MultiQC icon indicating copy to clipboard operation
MultiQC copied to clipboard

Picard Target Region Coverage hard to read

Open Redmar-van-den-Berg opened this issue 2 years ago • 6 comments

Description of bug

In recent versions of picard CollectHsMetrics (>2.23.8), PCT_TARGET_BASES is reported up to 100000x coverage, to support high depth amplicon sequencing (see https://github.com/broadinstitute/picard/pull/1542)

However, this extends the x-axis of the MultiQC graph up to 100.000, when most 'regular' sequencing project have a coverage around 100x.

MultiQC graph for picard 2.23.5 image

MultiQC graph for picard 2.26.10 (same data) image

File that triggers the error

No response

MultiQC Error log

No response

Redmar-van-den-Berg avatar Feb 09 '22 13:02 Redmar-van-den-Berg

MultiQC graph for picard 2.26.10 (same data), with the code from https://github.com/ewels/MultiQC/pull/1626. Note that the x-axis now logarithmic. image

Redmar-van-den-Berg avatar Feb 14 '22 04:02 Redmar-van-den-Berg

We've come across something similar with InsertSizeMetrics and WgsMetrics before and have these config options as a result:

https://multiqc.info/docs/#insertsizemetrics https://multiqc.info/docs/#wgsmetrics

Instead of a new solution, could we mimic the same pattern for this module for consistency?

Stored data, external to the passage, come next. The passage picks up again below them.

/*
 * This Source Code Form is subject to the terms of the Mozilla Public
 * License, v. 2.0. If a copy of the MPL was not distributed with this
 * file, You can obtain one at https://mozilla.org/MPL/2.0/.
 */

use std::{fmt, ops};

use crate::MAX_DEPTH;

/// An evaluation in [centipawns](https://www.chessprogramming.org/Score), from one side's point of view.
///
/// Forced mates sit just inside [`Score::INF`], one point closer to zero for every ply until mate.
#[derive(Clone, Copy, PartialEq, Eq, PartialOrd, Ord, Hash, Default)]
#[repr(transparent)]
pub struct Score(pub i32);

impl Score {
    /// Bound that no reachable score meets.
    pub const INF: Self = Self(i16::MAX as i32);

    /// Delivering mate on the board right now. Being mated is `-MATE`.
    pub const MATE: Self = Self(Self::INF.0 - 1);

    pub const DRAW: Self = Self(0);

    /// Smallest magnitude a mate score can have: mate found at [`MAX_DEPTH`] plies.
    pub const LOWEST_MATE: Self = Self(Self::MATE.0 - MAX_DEPTH as i32);

    /// Returns `true` if this score is a forced mate for either side.
    #[inline(always)]
    pub const fn is_mate(self) -> bool {
        self.0.abs() >= Self::LOWEST_MATE.0
    }

    /// Plies (half moves) until mate. Only meaningful if [`Score::is_mate`].
    #[inline(always)]
    pub const fn plies_to_mate(self) -> i32 {
        Self::MATE.0 - self.0.abs()
    }

    /// Full moves until mate: positive if this side mates, negative if it gets mated.
    ///
    /// The mating side also has to play its final move, hence the rounding up.
    #[inline(always)]
    pub const fn moves_to_mate(self) -> i32 {
        let plies = self.plies_to_mate();
        if self.0 > 0 {
            (plies + 1) / 2
        } else {
            -plies / 2
        }
    }

    /// This score in pawns, for display.
    #[inline(always)]
    pub fn pawns(self) -> f32 {
        self.0 as f32 / 100.0
    }
}

macro_rules! arithmetic {
    ($($op:ident :: $fn:ident),*) => {$(
        impl ops::$op for Score {
            type Output = Self;
            #[inline(always)]
            fn $fn(self, rhs: Self) -> Self {
                Self(ops::$op::$fn(self.0, rhs.0))
            }
        }

        impl ops::$op<i32> for Score {
            type Output = Self;
            #[inline(always)]
            fn $fn(self, rhs: i32) -> Self {
                Self(ops::$op::$fn(self.0, rhs))
            }
        }
    )*};
}

arithmetic!(Add::add, Sub::sub);

impl ops::AddAssign<i32> for Score {
    #[inline(always)]
    fn add_assign(&mut self, rhs: i32) {
        self.0 += rhs;
    }
}

impl ops::Neg for Score {
    type Output = Self;
    #[inline(always)]
    fn neg(self) -> Self {
        Self(-self.0)
    }
}

impl PartialEq<i32> for Score {
    fn eq(&self, other: &i32) -> bool {
        self.0 == *other
    }
}

impl PartialOrd<i32> for Score {
    fn partial_cmp(&self, other: &i32) -> Option<std::cmp::Ordering> {
        Some(self.0.cmp(other))
    }
}

impl fmt::Display for Score {
    fn fmt(&self, f: &mut fmt::Formatter<'_>) -> fmt::Result {
        if self.is_mate() {
            write!(f, "mate {}", self.moves_to_mate())
        } else {
            write!(f, "{}", self.0)
        }
    }
}

impl fmt::Debug for Score {
    fn fmt(&self, f: &mut fmt::Formatter<'_>) -> fmt::Result {
        if self.is_mate() {
            write!(f, "{} (mate in {} plies)", self.0, self.plies_to_mate())
        } else {
            write!(f, "{}", self.0)
        }
    }
}

#[cfg(test)]
mod tests {
    use super::*;

    #[test]
    fn test_mate_distances() {
        let mating = Score::MATE - 3;
        assert!(mating.is_mate());
        assert_eq!(mating.plies_to_mate(), 3);
        assert_eq!(mating.moves_to_mate(), 2);
        assert_eq!(mating.to_string(), "mate 2");

        let mated = -(Score::MATE - 2);
        assert!(mated.is_mate());
        assert_eq!(mated.plies_to_mate(), 2);
        assert_eq!(mated.moves_to_mate(), -1);

        assert!(!Score(900).is_mate());
        assert!(!Score::DRAW.is_mate());
        assert_eq!(Score(-150).to_string(), "-150");
    }

    #[test]
    fn test_ordering_against_infinity() {
        assert!(-Score::INF < -Score::MATE);
        assert!(Score::MATE < Score::INF);
        assert!(Score(100) > 0);
        assert_eq!(Score(250).pawns(), 2.5);
    }
}
/*
 * This Source Code Form is subject to the terms of the Mozilla Public
 * License, v. 2.0. If a copy of the MPL was not distributed with this
 * file, You can obtain one at https://mozilla.org/MPL/2.0/.
 */

use gambit::{rules::perft, State};

fn test_perft_fen_nodes(depth: usize, fen: &str, expected: u64) {
    let state = State::from_fen(fen).unwrap();
    let res = perft(&state, depth);
    assert_eq!(res, expected, "PERFT({depth}) failed on {fen}");
}

// Counts are only compared at depths where castling, en passant, and promotion cannot occur yet.

#[cfg(test)]
mod startpos_perft {
    use crate::test_perft_fen_nodes;

    const FEN: &str = "rnbqkbnr/pppppppp/8/8/8/8/PPPPPPPP/RNBQKBNR w - - 0 1";

    #[test]
    fn test_startpos_perft_1() {
        test_perft_fen_nodes(1, FEN, 20);
    }
    #[test]
    fn test_startpos_perft_2() {
        test_perft_fen_nodes(2, FEN, 400);
    }
    #[test]
    fn test_startpos_perft_3() {
        test_perft_fen_nodes(3, FEN, 8902);
    }
    #[test]
    fn test_startpos_perft_4() {
        test_perft_fen_nodes(4, FEN, 197281);
    }
}

#[cfg(test)]
mod endgame_perft {
    use crate::test_perft_fen_nodes;

    // Position 3 from https://www.chessprogramming.org/Perft_Results
    const FEN: &str = "8/2p5/3p4/KP5r/1R3p1k/8/4P1P1/8 w - - 0 1";

    #[test]
    fn test_endgame_perft_1() {
        test_perft_fen_nodes(1, FEN, 14);
    }
    #[test]
    fn test_endgame_perft_2() {
        test_perft_fen_nodes(2, FEN, 191);
    }
}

ewels avatar Feb 22 '22 10:02 ewels

I can add the config options for consistency, but I would still like to keep the default behaviour as is. That way, a regular 'naive' user will get the third plot by default, but they are free to modify it using the fold_coverage_xmax option. Otherwise, they will get the second plot by default, which would make MultiQC more difficult to use for anyone but power users.

Redmar-van-den-Berg avatar Feb 23 '22 09:02 Redmar-van-den-Berg

I'm sure that MultiQC has functionality to cut off long tails for plots though 🤔 That's what I was originally thinking about with the above post. I'm sure that there is some function or config to set the xmax automatically based on say 90% of the data. Need to sit down and try to find this again..

ewels avatar Mar 07 '22 21:03 ewels

Do you have an update for this issue? My current solution simply cuts of 0 values at the end of the range, so it should mimic the MultiQC functionality to cut off long tails. Not that this does not strip out 0 values that are between higher counts.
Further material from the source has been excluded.